BEGIN

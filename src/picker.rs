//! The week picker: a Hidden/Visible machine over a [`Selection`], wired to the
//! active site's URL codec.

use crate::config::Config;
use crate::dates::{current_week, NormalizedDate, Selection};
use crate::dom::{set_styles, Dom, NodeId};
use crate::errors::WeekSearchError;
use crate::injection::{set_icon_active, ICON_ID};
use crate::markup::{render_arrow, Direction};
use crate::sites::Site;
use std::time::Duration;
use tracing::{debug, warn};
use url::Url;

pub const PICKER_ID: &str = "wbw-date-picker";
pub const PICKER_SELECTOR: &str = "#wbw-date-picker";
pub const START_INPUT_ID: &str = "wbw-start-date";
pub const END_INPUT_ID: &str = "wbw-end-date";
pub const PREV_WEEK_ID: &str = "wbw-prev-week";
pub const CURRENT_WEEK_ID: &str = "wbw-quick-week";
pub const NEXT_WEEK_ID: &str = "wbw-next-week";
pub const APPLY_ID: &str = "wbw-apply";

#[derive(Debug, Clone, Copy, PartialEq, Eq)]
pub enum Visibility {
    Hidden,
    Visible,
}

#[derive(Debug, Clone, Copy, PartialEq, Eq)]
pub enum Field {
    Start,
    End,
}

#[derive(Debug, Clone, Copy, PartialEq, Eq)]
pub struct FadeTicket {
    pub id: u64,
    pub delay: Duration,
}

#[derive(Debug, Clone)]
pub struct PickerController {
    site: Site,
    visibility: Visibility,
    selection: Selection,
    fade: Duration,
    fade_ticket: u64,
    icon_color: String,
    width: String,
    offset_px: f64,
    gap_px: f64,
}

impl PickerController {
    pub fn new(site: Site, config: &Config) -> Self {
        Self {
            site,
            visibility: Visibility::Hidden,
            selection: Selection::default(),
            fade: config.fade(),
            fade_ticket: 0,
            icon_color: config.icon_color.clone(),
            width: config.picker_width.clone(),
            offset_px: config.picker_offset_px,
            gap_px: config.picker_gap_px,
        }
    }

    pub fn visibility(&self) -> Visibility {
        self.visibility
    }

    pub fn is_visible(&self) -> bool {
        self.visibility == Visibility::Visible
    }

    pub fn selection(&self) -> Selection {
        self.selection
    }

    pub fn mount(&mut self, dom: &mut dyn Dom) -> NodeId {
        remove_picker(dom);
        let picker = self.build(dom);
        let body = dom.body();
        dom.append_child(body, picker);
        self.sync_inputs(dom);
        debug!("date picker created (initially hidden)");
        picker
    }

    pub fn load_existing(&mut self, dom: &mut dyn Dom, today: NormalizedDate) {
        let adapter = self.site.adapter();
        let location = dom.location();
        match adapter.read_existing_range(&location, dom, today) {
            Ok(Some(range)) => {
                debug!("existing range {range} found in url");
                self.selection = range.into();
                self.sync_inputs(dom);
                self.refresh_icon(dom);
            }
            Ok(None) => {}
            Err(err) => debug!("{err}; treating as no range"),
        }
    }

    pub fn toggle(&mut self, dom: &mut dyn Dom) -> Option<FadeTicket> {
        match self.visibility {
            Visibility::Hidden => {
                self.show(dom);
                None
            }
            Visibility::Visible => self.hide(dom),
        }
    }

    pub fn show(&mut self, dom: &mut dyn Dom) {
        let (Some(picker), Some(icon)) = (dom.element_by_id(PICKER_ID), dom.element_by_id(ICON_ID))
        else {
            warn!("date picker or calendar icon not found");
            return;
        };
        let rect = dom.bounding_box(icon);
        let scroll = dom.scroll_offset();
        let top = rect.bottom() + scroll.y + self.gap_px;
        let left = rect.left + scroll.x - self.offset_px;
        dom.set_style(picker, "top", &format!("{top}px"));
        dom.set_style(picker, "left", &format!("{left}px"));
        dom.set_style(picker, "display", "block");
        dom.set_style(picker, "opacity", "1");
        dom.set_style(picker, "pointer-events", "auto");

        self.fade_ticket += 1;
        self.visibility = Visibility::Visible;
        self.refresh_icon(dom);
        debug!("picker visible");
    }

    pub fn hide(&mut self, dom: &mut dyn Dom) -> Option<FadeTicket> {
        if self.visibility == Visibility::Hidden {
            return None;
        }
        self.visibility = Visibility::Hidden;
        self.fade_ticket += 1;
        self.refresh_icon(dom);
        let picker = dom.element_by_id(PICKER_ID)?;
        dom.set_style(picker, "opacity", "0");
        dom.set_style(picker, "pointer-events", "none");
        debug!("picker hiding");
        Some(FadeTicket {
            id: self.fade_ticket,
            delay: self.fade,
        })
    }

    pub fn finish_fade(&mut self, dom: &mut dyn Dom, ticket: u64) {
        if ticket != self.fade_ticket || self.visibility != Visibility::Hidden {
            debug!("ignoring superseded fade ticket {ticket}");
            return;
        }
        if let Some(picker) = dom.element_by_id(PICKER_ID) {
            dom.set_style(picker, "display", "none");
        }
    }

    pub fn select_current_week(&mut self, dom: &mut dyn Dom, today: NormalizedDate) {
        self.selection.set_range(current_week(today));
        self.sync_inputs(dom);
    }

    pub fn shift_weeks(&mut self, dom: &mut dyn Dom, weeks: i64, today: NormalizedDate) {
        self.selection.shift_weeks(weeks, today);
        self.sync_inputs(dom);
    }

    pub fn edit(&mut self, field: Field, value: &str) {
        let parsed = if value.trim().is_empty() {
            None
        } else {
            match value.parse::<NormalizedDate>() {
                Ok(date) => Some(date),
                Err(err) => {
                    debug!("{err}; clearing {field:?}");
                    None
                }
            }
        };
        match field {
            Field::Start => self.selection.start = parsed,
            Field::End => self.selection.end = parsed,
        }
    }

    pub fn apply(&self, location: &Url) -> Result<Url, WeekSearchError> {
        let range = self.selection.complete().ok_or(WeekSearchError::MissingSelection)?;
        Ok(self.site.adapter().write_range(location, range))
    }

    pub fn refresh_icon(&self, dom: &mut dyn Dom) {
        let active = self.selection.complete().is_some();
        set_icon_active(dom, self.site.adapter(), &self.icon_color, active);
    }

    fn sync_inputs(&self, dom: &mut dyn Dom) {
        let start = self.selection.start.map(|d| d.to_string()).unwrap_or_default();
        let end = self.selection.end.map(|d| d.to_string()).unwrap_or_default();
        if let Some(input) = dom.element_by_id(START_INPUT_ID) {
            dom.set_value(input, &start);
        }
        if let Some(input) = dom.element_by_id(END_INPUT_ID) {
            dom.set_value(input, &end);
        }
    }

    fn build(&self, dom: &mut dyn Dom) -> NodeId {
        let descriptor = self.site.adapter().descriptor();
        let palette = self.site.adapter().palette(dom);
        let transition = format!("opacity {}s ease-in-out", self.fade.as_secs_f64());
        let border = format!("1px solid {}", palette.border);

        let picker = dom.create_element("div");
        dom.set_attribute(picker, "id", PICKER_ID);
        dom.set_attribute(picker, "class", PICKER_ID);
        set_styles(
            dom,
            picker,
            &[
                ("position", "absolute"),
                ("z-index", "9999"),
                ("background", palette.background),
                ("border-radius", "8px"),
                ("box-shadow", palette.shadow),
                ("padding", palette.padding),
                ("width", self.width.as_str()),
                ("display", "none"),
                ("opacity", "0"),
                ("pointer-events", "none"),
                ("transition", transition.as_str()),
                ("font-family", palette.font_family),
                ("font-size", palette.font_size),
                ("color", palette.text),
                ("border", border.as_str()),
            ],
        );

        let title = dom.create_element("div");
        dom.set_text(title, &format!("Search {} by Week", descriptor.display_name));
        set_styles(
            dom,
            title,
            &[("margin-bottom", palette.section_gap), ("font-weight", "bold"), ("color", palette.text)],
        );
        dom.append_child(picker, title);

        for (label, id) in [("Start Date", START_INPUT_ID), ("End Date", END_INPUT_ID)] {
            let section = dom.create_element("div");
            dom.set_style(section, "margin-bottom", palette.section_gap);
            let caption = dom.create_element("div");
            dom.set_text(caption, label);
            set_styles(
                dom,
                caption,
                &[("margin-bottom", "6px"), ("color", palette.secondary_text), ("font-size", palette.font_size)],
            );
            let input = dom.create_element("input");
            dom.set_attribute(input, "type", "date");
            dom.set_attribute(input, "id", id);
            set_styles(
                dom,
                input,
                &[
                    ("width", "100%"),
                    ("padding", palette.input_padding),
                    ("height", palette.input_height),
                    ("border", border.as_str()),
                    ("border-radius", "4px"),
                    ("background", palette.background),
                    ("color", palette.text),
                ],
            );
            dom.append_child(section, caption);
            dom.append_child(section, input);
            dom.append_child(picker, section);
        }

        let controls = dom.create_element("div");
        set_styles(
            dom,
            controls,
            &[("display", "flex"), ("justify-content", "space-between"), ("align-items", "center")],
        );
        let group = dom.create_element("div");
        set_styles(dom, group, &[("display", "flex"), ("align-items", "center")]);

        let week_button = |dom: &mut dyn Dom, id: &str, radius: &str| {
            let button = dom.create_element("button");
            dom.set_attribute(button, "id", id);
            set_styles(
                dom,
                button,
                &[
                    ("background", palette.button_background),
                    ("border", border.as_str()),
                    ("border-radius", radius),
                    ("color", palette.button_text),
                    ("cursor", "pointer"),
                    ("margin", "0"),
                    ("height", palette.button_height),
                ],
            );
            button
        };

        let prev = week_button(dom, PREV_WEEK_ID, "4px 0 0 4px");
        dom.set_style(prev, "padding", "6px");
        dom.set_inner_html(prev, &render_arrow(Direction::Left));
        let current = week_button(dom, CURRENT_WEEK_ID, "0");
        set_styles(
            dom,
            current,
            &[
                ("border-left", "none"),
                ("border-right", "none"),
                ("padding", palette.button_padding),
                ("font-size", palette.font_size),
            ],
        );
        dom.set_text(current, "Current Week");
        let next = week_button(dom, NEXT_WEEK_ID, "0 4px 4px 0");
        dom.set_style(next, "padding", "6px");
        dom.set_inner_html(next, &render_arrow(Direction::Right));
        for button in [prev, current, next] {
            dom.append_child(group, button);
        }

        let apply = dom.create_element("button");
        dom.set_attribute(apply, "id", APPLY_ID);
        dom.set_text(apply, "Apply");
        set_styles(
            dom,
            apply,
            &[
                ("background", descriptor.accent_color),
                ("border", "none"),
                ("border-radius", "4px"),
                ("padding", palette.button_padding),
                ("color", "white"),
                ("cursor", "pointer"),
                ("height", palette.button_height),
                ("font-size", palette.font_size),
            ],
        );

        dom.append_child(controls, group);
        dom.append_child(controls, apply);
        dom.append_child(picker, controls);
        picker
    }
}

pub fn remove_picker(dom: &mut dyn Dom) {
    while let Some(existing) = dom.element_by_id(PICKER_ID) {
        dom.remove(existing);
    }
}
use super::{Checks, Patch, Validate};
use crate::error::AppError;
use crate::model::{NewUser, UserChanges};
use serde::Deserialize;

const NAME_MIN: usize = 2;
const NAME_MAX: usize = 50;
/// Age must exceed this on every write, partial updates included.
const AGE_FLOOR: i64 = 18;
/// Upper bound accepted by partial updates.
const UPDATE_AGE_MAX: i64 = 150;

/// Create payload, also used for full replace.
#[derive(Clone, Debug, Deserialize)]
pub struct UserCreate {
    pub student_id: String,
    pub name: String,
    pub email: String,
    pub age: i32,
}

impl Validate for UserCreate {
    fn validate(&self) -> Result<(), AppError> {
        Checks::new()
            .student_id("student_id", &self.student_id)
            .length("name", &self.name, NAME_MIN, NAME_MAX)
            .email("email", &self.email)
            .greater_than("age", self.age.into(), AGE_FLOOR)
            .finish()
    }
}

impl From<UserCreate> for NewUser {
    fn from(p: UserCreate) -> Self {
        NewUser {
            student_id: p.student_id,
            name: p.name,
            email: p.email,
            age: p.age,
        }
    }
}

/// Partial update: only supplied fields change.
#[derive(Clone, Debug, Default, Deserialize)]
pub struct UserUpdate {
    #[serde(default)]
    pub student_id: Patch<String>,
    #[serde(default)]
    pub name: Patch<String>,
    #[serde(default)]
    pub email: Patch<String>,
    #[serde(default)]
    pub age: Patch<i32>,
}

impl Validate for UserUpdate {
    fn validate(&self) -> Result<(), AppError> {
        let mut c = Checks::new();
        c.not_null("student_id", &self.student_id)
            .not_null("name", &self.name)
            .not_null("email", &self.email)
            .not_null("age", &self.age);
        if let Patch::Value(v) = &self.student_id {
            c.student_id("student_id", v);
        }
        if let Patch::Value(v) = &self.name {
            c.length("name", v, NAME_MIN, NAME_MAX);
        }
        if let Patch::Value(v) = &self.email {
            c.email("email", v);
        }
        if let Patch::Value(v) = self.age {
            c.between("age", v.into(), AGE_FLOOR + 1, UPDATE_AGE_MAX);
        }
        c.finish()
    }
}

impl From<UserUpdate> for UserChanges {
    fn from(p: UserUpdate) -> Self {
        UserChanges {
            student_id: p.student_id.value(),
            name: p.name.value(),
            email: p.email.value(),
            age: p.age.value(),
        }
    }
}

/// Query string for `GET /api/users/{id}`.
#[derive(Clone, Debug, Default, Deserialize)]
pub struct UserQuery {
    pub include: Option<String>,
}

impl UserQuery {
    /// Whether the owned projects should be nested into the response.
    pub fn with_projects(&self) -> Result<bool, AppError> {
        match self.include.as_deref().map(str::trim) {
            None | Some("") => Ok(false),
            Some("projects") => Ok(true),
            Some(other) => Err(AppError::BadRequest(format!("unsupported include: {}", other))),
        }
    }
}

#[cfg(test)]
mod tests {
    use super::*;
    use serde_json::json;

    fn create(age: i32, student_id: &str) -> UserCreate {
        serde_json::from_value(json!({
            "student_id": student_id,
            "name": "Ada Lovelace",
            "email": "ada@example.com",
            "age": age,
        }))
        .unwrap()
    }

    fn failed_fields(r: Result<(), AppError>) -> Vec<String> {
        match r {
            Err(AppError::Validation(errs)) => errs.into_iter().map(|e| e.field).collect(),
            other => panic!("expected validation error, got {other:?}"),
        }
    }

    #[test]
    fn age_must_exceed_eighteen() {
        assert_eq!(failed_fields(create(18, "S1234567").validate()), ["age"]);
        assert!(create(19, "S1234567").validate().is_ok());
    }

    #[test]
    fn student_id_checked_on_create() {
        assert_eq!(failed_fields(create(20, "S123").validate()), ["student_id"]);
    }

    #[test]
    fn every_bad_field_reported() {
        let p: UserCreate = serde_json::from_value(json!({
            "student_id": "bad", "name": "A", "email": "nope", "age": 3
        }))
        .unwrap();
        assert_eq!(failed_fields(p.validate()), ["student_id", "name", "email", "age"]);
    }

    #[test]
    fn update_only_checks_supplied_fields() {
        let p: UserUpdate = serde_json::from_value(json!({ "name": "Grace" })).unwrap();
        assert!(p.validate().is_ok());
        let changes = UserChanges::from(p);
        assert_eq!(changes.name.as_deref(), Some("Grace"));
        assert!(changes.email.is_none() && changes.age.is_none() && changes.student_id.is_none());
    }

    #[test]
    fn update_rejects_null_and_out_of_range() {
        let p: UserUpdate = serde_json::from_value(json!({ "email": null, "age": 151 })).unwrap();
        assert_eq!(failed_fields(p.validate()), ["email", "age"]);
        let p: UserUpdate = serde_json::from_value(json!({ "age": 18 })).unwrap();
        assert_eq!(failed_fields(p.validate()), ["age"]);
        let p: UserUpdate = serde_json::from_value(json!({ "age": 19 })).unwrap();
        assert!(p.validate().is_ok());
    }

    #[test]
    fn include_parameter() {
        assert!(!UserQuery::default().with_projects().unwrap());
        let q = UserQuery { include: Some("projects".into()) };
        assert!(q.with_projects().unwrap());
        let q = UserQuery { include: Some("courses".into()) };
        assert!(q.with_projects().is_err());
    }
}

END

__Aim of the task__: Note every line above where the string "caption" shows up, and copy those lines.

__Task solution__:
            let caption = dom.create_element("div");
            dom.set_text(caption, label);
                caption,
            dom.append_child(section, caption);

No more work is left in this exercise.